What on Earth had changed?
The right stimulus
Well, dear reader, it is the end of term and this class is coming to the climax of its project, entitled COAST. It’s a city-centre primary school with lots of different first languages in the class. The children are young, small and some of them, according to Mr Hooper, haven’t been to the seaside yet. That’s getting addressed by a trip the following week to a great Northern seaside. Fair play.
So, the children have experienced all things COAST within the walls of Mr Hooper’s classroom. The fact that the children have loved the topic – and I suggest much of that love is down to their teacher – shows how imaginative children can be when given the right stimulus. I have found that in this moment, I am that stimulus.

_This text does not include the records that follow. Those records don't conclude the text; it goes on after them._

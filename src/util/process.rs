//! Subprocess execution utilities.

use std::ffi::OsStr;
use std::path::{Path, PathBuf};
use std::process::{Command, Output, Stdio};

use crate::core::errors::ConfigureError;

/// Builder for a blocking subprocess call.
#[derive(Debug, Clone)]
pub struct ProcessBuilder {
    program: PathBuf,
    args: Vec<String>,
}

impl ProcessBuilder {
    /// Create a new process builder for the given program.
    pub fn new(program: impl AsRef<Path>) -> Self {
        ProcessBuilder {
            program: program.as_ref().to_path_buf(),
            args: Vec::new(),
        }
    }

    pub fn arg(mut self, arg: impl AsRef<OsStr>) -> Self {
        self.args.push(arg.as_ref().to_string_lossy().into_owned());
        self
    }

    pub fn args<I, S>(mut self, args: I) -> Self
    where
        I: IntoIterator<Item = S>,
        S: AsRef<OsStr>,
    {
        self.args.extend(
            args.into_iter()
                .map(|s| s.as_ref().to_string_lossy().into_owned()),
        );
        self
    }

    fn build_command(&self) -> Command {
        let mut cmd = Command::new(&self.program);
        cmd.args(&self.args);
        cmd.stdin(Stdio::null());
        cmd.stdout(Stdio::piped());
        cmd.stderr(Stdio::piped());
        cmd
    }

    /// Execute the command and wait for completion. Stdin is empty.
    ///
    /// A program that cannot be started is a `CommandFailed`; the exit
    /// status is left to the caller.
    pub fn exec(&self) -> Result<Output, ConfigureError> {
        let child = self.build_command().spawn().map_err(|e| ConfigureError::CommandFailed {
            message: format!("failed to run `{}`: {}", self.program.display(), e),
            command: self.display_command(),
            stderr: String::new(),
        })?;

        child.wait_with_output().map_err(|e| {
            ConfigureError::io(format!("failed to wait for `{}`", self.display_command()), e)
        })
    }

    /// Execute and require a zero exit status.
    pub fn exec_and_check(&self, error_msg: &str) -> Result<Output, ConfigureError> {
        let output = self.exec()?;
        if !output.status.success() {
            return Err(self.failure(
                format!("{} (exit code {:?})", error_msg, output.status.code()),
                &output,
            ));
        }
        Ok(output)
    }

    /// Execute and require clean output.
    ///
    /// Any text on stderr is a failure, and so is empty stdout unless
    /// `empty_stdout_fine` is set.
    pub fn exec_strict(
        &self,
        error_msg: &str,
        empty_stdout_fine: bool,
    ) -> Result<Output, ConfigureError> {
        let output = self.exec()?;
        let stderr_empty = output.stderr.iter().all(u8::is_ascii_whitespace);
        let stdout_ok = empty_stdout_fine || !output.stdout.is_empty();

        if !output.status.success() || !stderr_empty || !stdout_ok {
            return Err(self.failure(error_msg.to_string(), &output));
        }
        Ok(output)
    }

    fn failure(&self, message: String, output: &Output) -> ConfigureError {
        ConfigureError::CommandFailed {
            message,
            command: self.display_command(),
            stderr: String::from_utf8_lossy(&output.stderr).into_owned(),
        }
    }

    /// Display the command for error messages.
    pub fn display_command(&self) -> String {
        let mut parts = vec![self.program.display().to_string()];
        parts.extend(self.args.iter().cloned());
        parts.join(" ")
    }
}

/// Find an executable in PATH.
pub fn find_executable(name: impl AsRef<OsStr>) -> Option<PathBuf> {
    which::which(name).ok()
}

#[cfg(test)]
mod tests {
    use super::*;

    #[test]
    fn test_display_command() {
        let pb = ProcessBuilder::new("gcc").args(["-E", "-xc++", "-", "-v"]);
        assert_eq!(pb.display_command(), "gcc -E -xc++ - -v");
    }

    #[cfg(unix)]
    #[test]
    fn test_exec_stdin_is_empty() {
        let output = ProcessBuilder::new("cat").exec().unwrap();
        assert!(output.status.success());
        assert!(output.stdout.is_empty());
    }

    #[cfg(unix)]
    #[test]
    fn test_exec_and_check_reports_exit_code() {
        let err = ProcessBuilder::new("sh")
            .args(["-c", "echo broken >&2; exit 3"])
            .exec_and_check("compiler probe failed")
            .unwrap_err();

        match err {
            ConfigureError::CommandFailed {
                message, stderr, ..
            } => {
                assert!(message.contains("compiler probe failed"));
                assert!(message.contains("Some(3)"));
                assert_eq!(stderr.trim(), "broken");
            }
            other => panic!("unexpected error: {other}"),
        }
    }

    #[cfg(unix)]
    #[test]
    fn test_exec_strict_rejects_stderr_and_empty_stdout() {
        let noisy = ProcessBuilder::new("sh").args(["-c", "echo out; echo warn >&2"]);
        assert!(noisy.exec_strict("noisy", false).is_err());

        let silent = ProcessBuilder::new("true");
        assert!(silent.exec_strict("silent", false).is_err());
        assert!(silent.exec_strict("silent", true).is_ok());
    }

    #[test]
    fn test_spawn_failure_is_command_failed() {
        let err = ProcessBuilder::new("/definitely/not/a/real/binary")
            .arg("-v")
            .exec()
            .unwrap_err();
        match err {
            ConfigureError::CommandFailed {
                message, command, ..
            } => {
                assert!(message.contains("failed to run `/definitely/not/a/real/binary`"));
                assert_eq!(command, "/definitely/not/a/real/binary -v");
            }
            other => panic!("unexpected error: {other}"),
        }
    }
}
//! `rocm-configure libname` command

use anyhow::Result;

use crate::cli::LibnameArgs;
use rocm_configure::core::host::HostOs;
use rocm_configure::core::library::LibrarySpec;

pub fn execute(args: LibnameArgs) -> Result<()> {
    let os = match &args.os {
        Some(tag) => HostOs::from_tag(tag),
        None => HostOs::detect(),
    };

    let mut spec = LibrarySpec::shared(args.name).with_static(args.is_static);
    if let Some(version) = args.version {
        spec = spec.with_version(version);
    }
    println!("{}", spec.file_name(&os)?);

    Ok(())
}
//! AMDGPU target names and the compile flags derived from them.

use std::fmt;
use std::str::FromStr;

use crate::core::errors::ConfigureError;

/// A validated AMDGPU architecture such as `gfx900` or `gfx90a:xnack-`.
#[derive(Debug, Clone, PartialEq, Eq, Hash)]
pub struct AmdgpuTarget(String);

impl AmdgpuTarget {
    pub fn as_str(&self) -> &str {
        &self.0
    }
}

impl FromStr for AmdgpuTarget {
    type Err = ConfigureError;

    fn from_str(s: &str) -> Result<Self, Self::Err> {
        let invalid = || ConfigureError::InvalidAmdgpuTarget {
            target: s.to_string(),
        };

        let mut parts = s.split(':');
        let arch = parts.next().unwrap_or_default();
        let digits = arch.strip_prefix("gfx").ok_or_else(invalid)?;

        // gfx803, gfx90a, gfx1100
        let arch_ok = digits.starts_with(|c: char| c.is_ascii_digit())
            && digits.chars().all(|c| c.is_ascii_digit() || c.is_ascii_lowercase());
        if !arch_ok {
            return Err(invalid());
        }

        // Feature suffixes: sramecc+, xnack-
        for feature in parts {
            let name = feature
                .strip_suffix('+')
                .or_else(|| feature.strip_suffix('-'))
                .ok_or_else(invalid)?;
            if name.is_empty() || !name.chars().all(|c| c.is_ascii_alphanumeric()) {
                return Err(invalid());
            }
        }

        Ok(AmdgpuTarget(s.to_string()))
    }
}

impl fmt::Display for AmdgpuTarget {
    fn fmt(&self, f: &mut fmt::Formatter<'_>) -> fmt::Result {
        f.write_str(&self.0)
    }
}

/// Validate a list of raw target names. The first bad name is fatal.
pub fn parse_targets<S: AsRef<str>>(raw: &[S]) -> Result<Vec<AmdgpuTarget>, ConfigureError> {
    raw.iter().map(|t| t.as_ref().parse()).collect()
}

/// Compiler flags selecting the targets, as a Starlark list literal.
pub fn extra_copts(targets: &[AmdgpuTarget]) -> String {
    starlark_list(targets.iter().map(|t| format!("--amdgpu-target={}", t)))
}

/// Target names as a comma-separated list of quoted strings, the form used
/// inside generated headers and the compiler wrapper.
pub fn quoted_list(targets: &[AmdgpuTarget]) -> String {
    targets
        .iter()
        .map(|t| format!("\"{}\"", t))
        .collect::<Vec<_>>()
        .join(",")
}

/// Render strings as a Starlark list literal: `["a", "b"]`.
pub fn starlark_list<I, S>(items: I) -> String
where
    I: IntoIterator<Item = S>,
    S: AsRef<str>,
{
    let quoted: Vec<String> = items
        .into_iter()
        .map(|s| format!("\"{}\"", s.as_ref()))
        .collect();
    format!("[{}]", quoted.join(", "))
}

#[cfg(test)]
mod tests {
    use super::*;

    #[test]
    fn test_valid_targets() {
        for name in ["gfx803", "gfx900", "gfx90a", "gfx1100", "gfx90a:xnack-", "gfx908:sramecc+:xnack-"] {
            assert_eq!(name.parse::<AmdgpuTarget>().unwrap().as_str(), name);
        }
    }

    #[test]
    fn test_invalid_targets() {
        for name in ["", "sm_80", "gfx", "gfxabc", "gfx90A", "gfx900:xnack", "gfx900:+"] {
            let err = name.parse::<AmdgpuTarget>().unwrap_err();
            assert!(
                matches!(err, ConfigureError::InvalidAmdgpuTarget { ref target } if target == name),
                "{name}"
            );
        }
    }

    #[test]
    fn test_parse_targets_stops_at_first_bad_name() {
        let err = parse_targets(&["gfx900", "bogus", "also-bogus"]).unwrap_err();
        assert_eq!(err.to_string(), "invalid AMDGPU target: bogus");
    }

    #[test]
    fn test_extra_copts() {
        let targets = parse_targets(&["gfx803", "gfx900"]).unwrap();
        assert_eq!(
            extra_copts(&targets),
            r#"["--amdgpu-target=gfx803", "--amdgpu-target=gfx900"]"#
        );
        assert_eq!(quoted_list(&targets), r#""gfx803","gfx900""#);
        assert_eq!(extra_copts(&[]), "[]");
    }
}
//! Rendering of generated build files.

pub mod genrule;
pub mod template;
pub mod templates;

pub use genrule::{emit_symlink_genrule, symlink_genrule_for_dir};
pub use template::{TemplateJob, TemplateKind};
//! Client for the repository endpoints of Github's v3 API used to manage
//! student submission repositories on a GitHub Enterprise instance.
//! https://developer.github.com/v3/

pub mod client;
mod common;
mod content;

pub use client::{Client, Credential, SubmissionClient, SubmissionTarget};
pub use common::*;
pub use content::*;
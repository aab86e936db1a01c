use crate::{Error, Result};
use github::{client::DEFAULT_BASE_URL, Credential};
use serde::Deserialize;
use std::{fs, path::Path};

#[derive(Debug, Deserialize)]
#[serde(rename_all = "kebab-case")]
pub struct Config {
    /// API root of the GitHub Enterprise instance, ending in `/api/v3/`
    base_url: Option<String>,

    /// Owner of the submission repository
    user: String,

    /// Name of the submission repository
    repo: String,

    /// base64 encoded `user:password`
    credential: Option<String>,

    /// Plain password for `user`, used when no `credential` is given
    password: Option<String>,
}

impl Config {
    pub fn from_file<P: AsRef<Path>>(path: P) -> Result<Self> {
        let contents = fs::read_to_string(path)?;
        Self::from_toml(&contents)
    }

    pub fn from_toml(contents: &str) -> Result<Self> {
        Ok(toml::from_str(contents)?)
    }

    pub fn base_url(&self) -> &str {
        self.base_url.as_deref().unwrap_or(DEFAULT_BASE_URL)
    }

    pub fn user(&self) -> &str {
        &self.user
    }

    pub fn repo(&self) -> &str {
        &self.repo
    }

    pub fn credential(&self) -> Result<Credential> {
        match (&self.credential, &self.password) {
            (Some(encoded), _) => Ok(Credential::from_base64(encoded.as_str())),
            (None, Some(password)) => Ok(Credential::new(&self.user, password)),
            (None, None) => Err(Error::from("config needs either `credential` or `password`")),
        }
    }
}
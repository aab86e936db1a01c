use super::SubmissionClient;
use crate::client::Result;
use reqwest::StatusCode;

// Implementation from the collaborators endpoint
// https://developer.github.com/v3/repos/collaborators/
impl SubmissionClient {
    fn collaborator_path(&self, user: &str) -> Result<String> {
        self.repo_path(&["collaborators", user])
    }

    /// Add a user (a TA, for example) as a collaborator.
    ///
    /// Returns whether the user is now a collaborator. An invitation that
    /// still has to be accepted is not reported as success.
    ///
    /// GitHub API docs: https://developer.github.com/v3/repos/collaborators/#add-user-as-a-collaborator
    pub fn add_collaborator(&self, user: &str) -> Result<bool> {
        let exchange = self.inner.put(&self.collaborator_path(user)?)?;

        Ok(exchange.status() == StatusCode::NO_CONTENT)
    }

    /// Remove a collaborator
    ///
    /// GitHub API docs: https://developer.github.com/v3/repos/collaborators/#remove-user-as-a-collaborator
    pub fn remove_collaborator(&self, user: &str) -> Result<bool> {
        let exchange = self.inner.delete(&self.collaborator_path(user)?)?;

        Ok(exchange.status() == StatusCode::NO_CONTENT)
    }
}
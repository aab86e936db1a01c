use std::{borrow::Cow, io};
use thiserror::Error;

pub type Result<T, E = Error> = std::result::Result<T, E>;

#[derive(Error, Debug)]
pub enum Error {
    #[error("Io error")]
    Io(#[from] io::Error),
    #[error("toml parsing error")]
    Toml(#[from] toml::de::Error),
    #[error("github error")]
    Github(#[from] github::client::Error),
    #[error("`{0}`")]
    Message(Cow<'static, str>),
}

impl From<&'static str> for Error {
    fn from(error: &'static str) -> Self {
        Error::Message(error.into())
    }
}

impl From<String> for Error {
    fn from(error: String) -> Self {
        Error::Message(error.into())
    }
}
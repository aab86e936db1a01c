//! Error type for Github Client

use reqwest::StatusCode;
use serde::Deserialize;
use std::{borrow::Cow, io, str};
use thiserror::Error;

pub type Result<T, E = Error> = std::result::Result<T, E>;

#[derive(Error, Debug)]
pub enum Error {
    #[error("Io error")]
    Io(#[from] io::Error),

    #[error("reqwest error")]
    Reqwest(#[from] reqwest::Error),

    #[error("json error")]
    Json(#[from] serde_json::Error),

    #[error("invalid header value")]
    InvalidHeader(#[from] reqwest::header::InvalidHeaderValue),

    #[error("url error")]
    Url(#[from] url::ParseError),

    #[error("`{0}`")]
    Message(Cow<'static, str>),

    #[error("two-factor authentication code required")]
    TwoFactorRequired,

    #[error("404 Not Found: `{0}`")]
    NotFound(String),

    #[error("no Location header in response for `{0}`")]
    MissingLocation(String),

    #[error("unexpected status `{0}` `{1:?}`")]
    UnexpectedStatus(StatusCode, Option<GithubClientError>),

    #[error("Encountered error while downloading `{target}`'s submission")]
    Download {
        target: String,
        #[source]
        source: Box<Error>,
    },
}

impl From<&'static str> for Error {
    fn from(error: &'static str) -> Self {
        Error::Message(error.into())
    }
}

impl From<String> for Error {
    fn from(error: String) -> Self {
        Error::Message(error.into())
    }
}

// Github Error Responses
// https://developer.github.com/v3/#client-errors
#[derive(Debug, Deserialize)]
pub struct GithubClientError {
    pub message: Option<String>,
    pub errors: Option<Vec<GithubClientErrorType>>,
    pub documentation_url: Option<String>,
}

#[derive(Debug, Deserialize)]
#[serde(untagged)]
pub enum GithubClientErrorType {
    Message(String),
    Code {
        resource: String,
        field: String,
        code: String,
    },
}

I had suggested we focus on a landmark on the coast and we choose to talk about a lighthouse. There is a picture of one on the wall, so we all know what we are talking about.
I really like lighthouses. They are beautiful symbols of how we cope with the elements and have done for years. Until relatively recently, many lighthouses around our coasts were still manned. This has all changed now. I wondered how a man who had worked most of his life tending to one lighthouse would feel about being "retired" and replaced by technology. I was wondering this with Mr Hooper’s Year 3.
We placed the picture of the lighthouse on a detailed outline of an imaginary coastline, previously created by the class from blue cloth, seashells, card and tissue paper. We then created a historic timeline for the lighthouse and talked about the little boy who grew up to manage and maintain it – and what such a precious place it was to him. This man, now old, was facing eviction as the structure of the lighthouse had become dangerous. As the evictor, Mr Hooper is stepping up and speaking from the point of view of the establishment.
The kids’ voices are eerie.
I’m on my knees.
Some of the kids are silent, simply watching.
(“Hand over the keys old man...”)
I hold up the keys. He can have them, I’m finished. The children all fall silent.
A little girl places a reassuring hand on my shoulder and I turn to her. She’s taken me by surprise because I was about to do something else. In the moment, I forget my next step.
In a quiet voice, she says to me: “We’ll look after it for you.”
It’s a potentially beautiful conclusion, but I’m desperate to open a can of worms for Mr Hooper to take on after the session is finished. I turn towards the children and whisper loudly to them:
“I’ll let him take the keys. I’ll let them find me somewhere else to live. I’ll let you have the lighthouse and all her memories. If you search hard enough, you will find the secret doors and passageways.”
The little girl gasps and Mr Hooper takes the keys.
The fog descends.
Children can imagine. They just sometimes need to know which doors to push.